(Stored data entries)
● ● ● ● ●

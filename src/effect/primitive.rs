use crate::{
    effect::curves::{HapticCurves, Keyframe},
    foundation::core::Millis,
    foundation::error::{HapticError, HapticResult},
};

/// Default duration of a custom primitive when the caller does not set one.
pub const DEFAULT_CUSTOM_DURATION: Millis = Millis(50);

/// Predefined primitive shapes every backend knows how to render.
#[derive(
    Clone, Copy, Debug, PartialEq, Eq, Hash, PartialOrd, Ord, serde::Serialize, serde::Deserialize,
)]
pub enum PrimitiveType {
    Click,
    Thud,
    Spin,
    QuickRise,
    SlowRise,
    QuickFall,
    Tick,
    LowTick,
}

impl PrimitiveType {
    pub const ALL: [Self; 8] = [
        Self::Click,
        Self::Thud,
        Self::Spin,
        Self::QuickRise,
        Self::SlowRise,
        Self::QuickFall,
        Self::Tick,
        Self::LowTick,
    ];

    /// Playback length assumed whenever the native side does not report one.
    pub fn nominal_duration(self) -> Millis {
        match self {
            Self::Click => Millis(50),
            Self::Thud => Millis(80),
            Self::Spin => Millis(120),
            Self::QuickRise => Millis(50),
            Self::SlowRise => Millis(200),
            Self::QuickFall => Millis(60),
            Self::Tick => Millis(10),
            Self::LowTick => Millis(20),
        }
    }

    /// Intensity/sharpness shape spanning [`Self::nominal_duration`].
    ///
    /// Tiers without native predefined primitives render this curve instead.
    pub fn signature(self) -> HapticCurves {
        fn kf(ms: u64, value: f32) -> Keyframe {
            Keyframe {
                time: Millis(ms),
                value,
            }
        }

        let (intensity, sharpness) = match self {
            Self::Click => (vec![kf(0, 1.0), kf(20, 0.6), kf(50, 0.0)], vec![kf(0, 0.9)]),
            Self::Thud => (vec![kf(0, 1.0), kf(80, 0.2)], vec![kf(0, 0.2)]),
            Self::Spin => (
                vec![kf(0, 0.3), kf(60, 0.8), kf(120, 0.3)],
                vec![kf(0, 0.5)],
            ),
            Self::QuickRise => (vec![kf(0, 0.0), kf(50, 1.0)], vec![kf(0, 0.6)]),
            Self::SlowRise => (vec![kf(0, 0.0), kf(200, 1.0)], vec![kf(0, 0.4)]),
            Self::QuickFall => (vec![kf(0, 1.0), kf(60, 0.0)], vec![kf(0, 0.6)]),
            Self::Tick => (vec![kf(0, 0.6)], vec![kf(0, 1.0)]),
            Self::LowTick => (vec![kf(0, 0.5)], vec![kf(0, 0.1)]),
        };
        HapticCurves {
            intensity,
            sharpness,
        }
    }
}

/// One vibration unit, either a predefined shape or a custom curve.
#[derive(Clone, Debug, PartialEq, serde::Serialize, serde::Deserialize)]
pub enum BasicPrimitive {
    Predefined {
        kind: PrimitiveType,
        /// Intensity multiplier, conceptually in `[0, 1]` but not clamped.
        scale: f32,
    },
    Custom {
        /// Total playback length, always > 0.
        duration: Millis,
        curves: HapticCurves,
        /// Intensity multiplier, conceptually in `[0, 1]` but not clamped.
        scale: f32,
        /// Predefined shape to render when the backend cannot render curves.
        fallback: Option<PrimitiveType>,
    },
}

impl BasicPrimitive {
    pub fn predefined(kind: PrimitiveType) -> Self {
        Self::Predefined { kind, scale: 1.0 }
    }

    pub fn scale(&self) -> f32 {
        match self {
            Self::Predefined { scale, .. } | Self::Custom { scale, .. } => *scale,
        }
    }

    /// Intrinsic duration: the type's nominal duration or the custom duration.
    pub fn intrinsic_duration(&self) -> Millis {
        match self {
            Self::Predefined { kind, .. } => kind.nominal_duration(),
            Self::Custom { duration, .. } => *duration,
        }
    }

    pub fn kind(&self) -> Option<PrimitiveType> {
        match self {
            Self::Predefined { kind, .. } => Some(*kind),
            Self::Custom { .. } => None,
        }
    }

    pub fn validate(&self) -> HapticResult<()> {
        match self {
            Self::Predefined { .. } => Ok(()),
            Self::Custom {
                duration, curves, ..
            } => {
                if duration.is_zero() {
                    return Err(HapticError::validation(
                        "custom primitive duration must be > 0 ms",
                    ));
                }
                curves.validate()
            }
        }
    }
}

/// How a primitive's delay relates to its predecessor.
#[derive(
    Clone, Copy, Debug, Default, PartialEq, Eq, Hash, serde::Serialize, serde::Deserialize,
)]
pub enum DelayType {
    /// Wait `delay` after the previous primitive finished.
    #[default]
    Pause,
    /// Start `delay` after the previous primitive started.
    RelativeStartOffset,
}

/// A [`BasicPrimitive`] placed in a composition.
#[derive(Clone, Debug, PartialEq, serde::Serialize, serde::Deserialize)]
pub struct Primitive {
    pub basic: BasicPrimitive,
    #[serde(default)]
    pub delay: Millis,
    #[serde(default)]
    pub delay_type: DelayType,
}

impl Primitive {
    /// A primitive with no delay.
    pub fn new(basic: BasicPrimitive) -> Self {
        Self {
            basic,
            delay: Millis::ZERO,
            delay_type: DelayType::Pause,
        }
    }

    pub fn predefined(kind: PrimitiveType, scale: f32) -> Self {
        Self::new(BasicPrimitive::Predefined { kind, scale })
    }

    pub fn validate(&self) -> HapticResult<()> {
        self.basic.validate()
    }
}

#[cfg(test)]
#[path = "../../tests/unit/effect/primitive.rs"]
mod tests;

● ● ● ● ●

What you are asked to do:
Whenever the string "BasicPrimitive" shows up in a line of the records, copy that line.

Your response:
pub enum BasicPrimitive {
impl BasicPrimitive {
/// A [`BasicPrimitive`] placed in a composition.
    pub basic: BasicPrimitive,
    pub fn new(basic: BasicPrimitive) -> Self {
        Self::new(BasicPrimitive::Predefined { kind, scale })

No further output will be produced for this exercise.